In March 2018, Montero signed with El Millõn Yireh, a basketball team in the second tier of the Dominican Basketball League Torebonde Baloncesto Superior (TBS). He made his debut on March 27, in a 87–74 loss to Huellas del Siglo, and left the club at the end of the year.

===Poland and Mexico (2018–19)===
On August 9, 2018, Montero signed with Anwil Włocławek of the Polish Basketball League. After a few days Montero was fired by Anwil due to his failure to undergo medical tests. On January 11, 2019, Montero was reported to have signed with Capitanes de Ciudad de México of the Liga Nacional de Baloncesto Profesional (LNBP) for one month.

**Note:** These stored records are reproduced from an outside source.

//! Initialization and the scene handle.
//!
//! [`init`] sets up logging, the built-in rule registry and a backend, and
//! returns a [`Polyscope`] handle that owns the registered structures.

use std::sync::Arc;

use polyscope_core::error::{PolyscopeError, Result};
use polyscope_core::options::Options;
use polyscope_core::quantity::ParamDomain;
use polyscope_core::state::RedrawRequest;
use polyscope_render::{HeadlessEngine, RenderEngine, RuleRegistry, Texture};
use polyscope_structures::{MeshParent, SurfaceMesh, SurfaceTextureQuantity};

use crate::{Vec2, Vec3};

/// Initializes polyscope with default options and the headless backend.
///
/// # Example
///
/// ```no_run
/// use polyscope_rs::*;
///
/// fn main() -> Result<()> {
///     let mut polyscope = init()?;
///     polyscope.register_surface_mesh("tri", vec![Vec3::ZERO, Vec3::X, Vec3::Y], vec![vec![0, 1, 2]])?;
///     Ok(())
/// }
/// ```
pub fn init() -> Result<Polyscope> {
    init_with_options(Options::default())
}

/// Initializes polyscope with the given options and the headless backend.
pub fn init_with_options(options: Options) -> Result<Polyscope> {
    let _ = env_logger::try_init();
    let registry = Arc::new(RuleRegistry::with_builtin_rules()?);
    log::info!("polyscope-rs initialized ({} shader rules)", registry.len());
    Ok(Polyscope::with_engine(HeadlessEngine::new(registry), options))
}

/// Owns the backend, the options and every registered structure.
pub struct Polyscope<E: RenderEngine = HeadlessEngine> {
    engine: E,
    options: Options,
    meshes: Vec<SurfaceMesh>,
    redraw: RedrawRequest,
}

impl<E: RenderEngine> Polyscope<E> {
    /// Wraps an already configured backend.
    pub fn with_engine(engine: E, options: Options) -> Self {
        Self {
            engine,
            options,
            meshes: Vec::new(),
            redraw: RedrawRequest::new(),
        }
    }

    pub fn engine(&self) -> &E {
        &self.engine
    }

    pub fn engine_mut(&mut self) -> &mut E {
        &mut self.engine
    }

    pub fn options(&self) -> &Options {
        &self.options
    }

    /// Options apply to structures and quantities created afterwards.
    pub fn options_mut(&mut self) -> &mut Options {
        &mut self.options
    }

    /// Handle the host polls to decide whether to draw a frame.
    pub fn redraw_request(&self) -> &RedrawRequest {
        &self.redraw
    }

    /// Registers a polygon surface mesh.
    pub fn register_surface_mesh(
        &mut self,
        name: impl Into<String>,
        vertices: Vec<Vec3>,
        faces: Vec<Vec<u32>>,
    ) -> Result<&mut SurfaceMesh> {
        let name = name.into();
        if self.meshes.iter().any(|m| m.name() == name) {
            return Err(PolyscopeError::StructureExists(name));
        }
        let mut mesh =
            SurfaceMesh::new(name, vertices, faces).with_redraw_request(self.redraw.clone());
        mesh.set_material(self.options.default_material.clone(), &self.engine)?;
        log::debug!(
            "registered surface mesh '{}' ({} triangles)",
            mesh.name(),
            mesh.num_triangles()
        );
        self.meshes.push(mesh);
        self.redraw.request();

        let index = self.meshes.len() - 1;
        Ok(&mut self.meshes[index])
    }

    pub fn get_surface_mesh(&self, name: &str) -> Option<&SurfaceMesh> {
        self.meshes.iter().find(|m| m.name() == name)
    }

    pub fn get_surface_mesh_mut(&mut self, name: &str) -> Option<&mut SurfaceMesh> {
        self.meshes.iter_mut().find(|m| m.name() == name)
    }

    pub fn surface_mesh_names(&self) -> Vec<&str> {
        self.meshes.iter().map(MeshParent::name).collect()
    }

    /// Removes a structure and every quantity on it.
    pub fn remove_structure(&mut self, name: &str) -> Result<()> {
        let index = self
            .meshes
            .iter()
            .position(|m| m.name() == name)
            .ok_or_else(|| PolyscopeError::StructureNotFound(name.to_string()))?;
        self.meshes.remove(index);
        self.redraw.request();
        Ok(())
    }

    pub fn remove_all_structures(&mut self) {
        self.meshes.clear();
        self.redraw.request();
    }

    /// Adds a texture quantity to a mesh, styled with the current
    /// [`Options::texture_quantity`] defaults.
    pub fn add_texture_quantity(
        &mut self,
        mesh: &str,
        name: impl Into<String>,
        coords: Vec<Vec2>,
        domain: ParamDomain,
        texture: Arc<Texture>,
    ) -> Result<&mut SurfaceTextureQuantity> {
        let options = self.options.texture_quantity;
        let mesh = self
            .meshes
            .iter_mut()
            .find(|m| m.name() == mesh)
            .ok_or_else(|| PolyscopeError::StructureNotFound(mesh.to_string()))?;
        mesh.add_texture_quantity(name, coords, domain, texture, &options, &mut self.engine)
    }

    /// Runs `f` on a texture quantity with its mesh and the backend, for edits
    /// that may rebuild the program.
    pub fn with_texture_quantity<R>(
        &mut self,
        mesh: &str,
        quantity: &str,
        f: impl FnOnce(&mut SurfaceTextureQuantity, &dyn MeshParent, &mut E) -> Result<R>,
    ) -> Result<R> {
        let engine = &mut self.engine;
        let mesh = self
            .meshes
            .iter_mut()
            .find(|m| m.name() == mesh)
            .ok_or_else(|| PolyscopeError::StructureNotFound(mesh.to_string()))?;
        mesh.update_texture_quantity(quantity, |q, parent| f(q, parent, engine))
    }

    /// Brings every program up to date and draws the scene if a redraw was
    /// requested. Returns whether a frame was drawn.
    ///
    /// A failed frame keeps the redraw request armed, so the next tick tries
    /// again.
    pub fn frame_tick(&mut self) -> Result<bool> {
        if !self.redraw.take() {
            return Ok(false);
        }
        let result = self.draw_frame();
        if result.is_err() {
            self.redraw.request();
        }
        result.map(|()| true)
    }

    fn draw_frame(&mut self) -> Result<()> {
        let mut rebuilt = 0;
        for mesh in &mut self.meshes {
            rebuilt += mesh.update_quantities(&mut self.engine)?;
        }
        if rebuilt > 0 {
            log::debug!("rebuilt {rebuilt} stale programs before drawing");
        }
        for mesh in &mut self.meshes {
            mesh.draw(&self.engine)?;
        }
        Ok(())
    }
}

#[cfg(test)]
mod tests {
    use super::*;

    #[test]
    fn test_init_registers_builtin_rules() {
        let polyscope = init().unwrap();
        assert!(polyscope
            .engine()
            .registry()
            .contains(polyscope_render::builtin_rules::SHADE_TEXTURE2COLOR));
        assert_eq!(polyscope.options(), &Options::default());
    }

    #[test]
    fn test_structure_names_are_unique() {
        let mut polyscope = init().unwrap();
        let tri = || (vec![Vec3::ZERO, Vec3::X, Vec3::Y], vec![vec![0, 1, 2]]);
        let (v, f) = tri();
        polyscope.register_surface_mesh("tri", v, f).unwrap();
        let (v, f) = tri();
        assert!(matches!(
            polyscope.register_surface_mesh("tri", v, f),
            Err(PolyscopeError::StructureExists(_))
        ));
        polyscope.remove_structure("tri").unwrap();
        assert!(matches!(
            polyscope.remove_structure("tri"),
            Err(PolyscopeError::StructureNotFound(_))
        ));
    }

    #[test]
    fn test_frame_tick_only_draws_on_request() {
        let mut polyscope = init().unwrap();
        assert!(!polyscope.frame_tick().unwrap());
        polyscope
            .register_surface_mesh("tri", vec![Vec3::ZERO, Vec3::X, Vec3::Y], vec![vec![0, 1, 2]])
            .unwrap();
        assert!(polyscope.frame_tick().unwrap());
        assert!(!polyscope.frame_tick().unwrap());
    }

    #[test]
    fn test_failed_frame_keeps_redraw_armed() {
        use crate::{templates, ShaderStageKind, ShaderTemplate, SlicePlane, Texture};

        let mut polyscope = init().unwrap();
        polyscope
            .register_surface_mesh("tri", vec![Vec3::ZERO, Vec3::X, Vec3::Y], vec![vec![0, 1, 2]])
            .unwrap();
        polyscope
            .add_texture_quantity(
                "tri",
                "uv",
                vec![Vec2::ZERO, Vec2::X, Vec2::Y],
                ParamDomain::Vertex,
                Arc::new(Texture::solid(Vec3::ONE)),
            )
            .unwrap();
        assert!(polyscope.frame_tick().unwrap());

        // a template without markers cannot host the rebuild a slice plane forces
        polyscope.engine_mut().register_template(
            ShaderTemplate::new(templates::MESH)
                .stage(ShaderStageKind::Vertex, "void main() {}")
                .stage(ShaderStageKind::Fragment, "void main() {}"),
        );
        polyscope
            .get_surface_mesh_mut("tri")
            .unwrap()
            .add_slice_plane(SlicePlane::new("cut"));
        assert!(polyscope.frame_tick().is_err());
        assert!(polyscope.frame_tick().is_err());

        polyscope
            .engine_mut()
            .register_template(templates::mesh_template());
        assert!(polyscope.frame_tick().unwrap());
        assert!(!polyscope.frame_tick().unwrap());
    }

    #[test]
    fn test_unknown_default_material_rejected() {
        let mut options = Options::default();
        options.default_material = "glass".to_string();
        let mut polyscope = init_with_options(options).unwrap();
        assert!(polyscope
            .register_surface_mesh("tri", vec![Vec3::ZERO, Vec3::X, Vec3::Y], vec![vec![0, 1, 2]])
            .is_err());
        assert!(polyscope.surface_mesh_names().is_empty());
    }

    #[test]
    fn test_default_material_applied() {
        let mut options = Options::default();
        options.default_material = "flat".to_string();
        let mut polyscope = init_with_options(options).unwrap();
        let mesh = polyscope
            .register_surface_mesh("tri", vec![Vec3::ZERO, Vec3::X, Vec3::Y], vec![vec![0, 1, 2]])
            .unwrap();
        assert_eq!(mesh.material(), "flat");
    }
}
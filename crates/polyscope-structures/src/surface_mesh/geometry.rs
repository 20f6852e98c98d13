//! Geometry computation methods for surface meshes.
//!
//! This module derives everything the shader programs read from raw
//! vertices and faces:
//! - Flattened face index ranges (`face_inds_start` / `face_inds_entries`)
//! - Fan triangulation, both as vertex and as corner indices
//! - Face and vertex normals
//! - The length scale used by world-space parameterizations

use glam::Vec3;

use super::SurfaceMesh;

/// Fan-triangulates flattened polygon faces into corner triples.
///
/// `face_inds_start` has one entry per face plus a final end offset. A face
/// with corners `c0..c(D-1)` yields `(c0, cj, cj+1)` for `j = 1..D-2`, in
/// face order; faces with fewer than three corners yield nothing.
pub fn fan_triangulate(face_inds_start: &[usize]) -> Vec<[usize; 3]> {
    let mut triangles = Vec::new();
    for range in face_inds_start.windows(2) {
        let (start, end) = (range[0], range[1]);
        if end < start + 3 {
            continue;
        }
        for j in (start + 1)..(end - 1) {
            triangles.push([start, j, j + 1]);
        }
    }
    triangles
}

impl SurfaceMesh {
    /// Recomputes all derived data.
    pub(super) fn recompute(&mut self) {
        self.compute_face_indices();
        self.compute_triangulation();
        self.compute_face_normals();
        self.compute_vertex_normals();
        self.compute_length_scale();
    }

    fn position(&self, vertex: u32) -> Vec3 {
        self.vertices
            .get(vertex as usize)
            .copied()
            .unwrap_or(Vec3::ZERO)
    }

    fn compute_face_indices(&mut self) {
        self.face_inds_start.clear();
        self.face_inds_entries.clear();
        self.face_inds_start.reserve(self.faces.len() + 1);

        self.face_inds_start.push(0);
        for face in &self.faces {
            self.face_inds_entries.extend_from_slice(face);
            self.face_inds_start.push(self.face_inds_entries.len());
        }
    }

    fn compute_triangulation(&mut self) {
        self.triangle_corners = fan_triangulate(&self.face_inds_start);
        self.triangulation = self
            .triangle_corners
            .iter()
            .map(|corners| corners.map(|c| self.face_inds_entries[c]))
            .collect();
    }

    /// Face normals from the first two edges of each face.
    fn compute_face_normals(&mut self) {
        self.face_normals = self
            .faces
            .iter()
            .map(|face| {
                if face.len() < 3 {
                    return Vec3::ZERO;
                }
                let v0 = self.position(face[0]);
                let v1 = self.position(face[1]);
                let v2 = self.position(face[2]);
                (v1 - v0).cross(v2 - v0).normalize_or_zero()
            })
            .collect();
    }

    /// Vertex normals as the area-weighted average of incident face normals.
    fn compute_vertex_normals(&mut self) {
        let mut normals = vec![Vec3::ZERO; self.vertices.len()];

        for (face, face_normal) in self.faces.iter().zip(&self.face_normals) {
            if face.len() < 3 {
                continue;
            }
            let v0 = self.position(face[0]);
            let mut area = 0.0;
            for i in 1..(face.len() - 1) {
                let v1 = self.position(face[i]);
                let v2 = self.position(face[i + 1]);
                area += (v1 - v0).cross(v2 - v0).length() * 0.5;
            }

            for &vi in face {
                if let Some(n) = normals.get_mut(vi as usize) {
                    *n += *face_normal * area;
                }
            }
        }

        for normal in &mut normals {
            *normal = normal.normalize_or_zero();
        }
        self.vertex_normals = normals;
    }

    /// Bounding box diagonal, or 1 for an empty or degenerate mesh.
    fn compute_length_scale(&mut self) {
        let (min, max) = self.vertices.iter().fold(
            (Vec3::splat(f32::INFINITY), Vec3::splat(f32::NEG_INFINITY)),
            |(min, max), &v| (min.min(v), max.max(v)),
        );
        let diagonal = (max - min).length();
        self.length_scale = if diagonal.is_finite() && diagonal > 0.0 {
            diagonal
        } else {
            1.0
        };
    }
}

===Argentina (2019–present)===
In October 2019, Montero signed with Argentinian team Club Atlético Platense.

In October 2020, he signed with San Lorenzo of the Liga Nacional de Básquet, Argentina.

==NBA career statistics==

===Regular season===

| Year | Team | GP | GS | MPG | FG% | 3P% | FT% | RPG | APG | SPG | BPG | PPG |
|---|---|---|---|---|---|---|---|---|---|---|---|---|
| 2015–16 | Portland | 12 | 0 | 3.5 | .263 | .111 | .750 | .3 | .1 | .0 | .0 | 1.2 |
| 2017–18 | Detroit | 2 | 0 | 4.0 | .000 | .000 | .000 | 1.0 | .0 | .0 | .0 | 0.0 |
| Career |  | 14 | 0 | 3.6 | .250 | .111 | .750 | .4 | .1 | .0 | .0 | 1.0 |

===Playoffs===

| Year | Team | GP | GS | MPG | FG% | 3P% | FT% | RPG | APG | SPG | BPG | PPG |
|---|---|---|---|---|---|---|---|---|---|---|---|---|
| 2016 | Portland | 6 | 0 | 1.3 | 1.000 | 1.000 | .000 | .0 | .0 | .0 | .0 | 1.3 |
| Career |  | 6 | 0 | 1.3 | 1.000 | 1.000 | .000 | .0 | .0 | .0 | .0 | 1.3 |

==Legal issues==
Montero was arrested on October 25, 2018. He was charged with lewd and lavicious battery on a child and interfering with custody after he met with a 13-year-old girl at a Miami hotel for sex.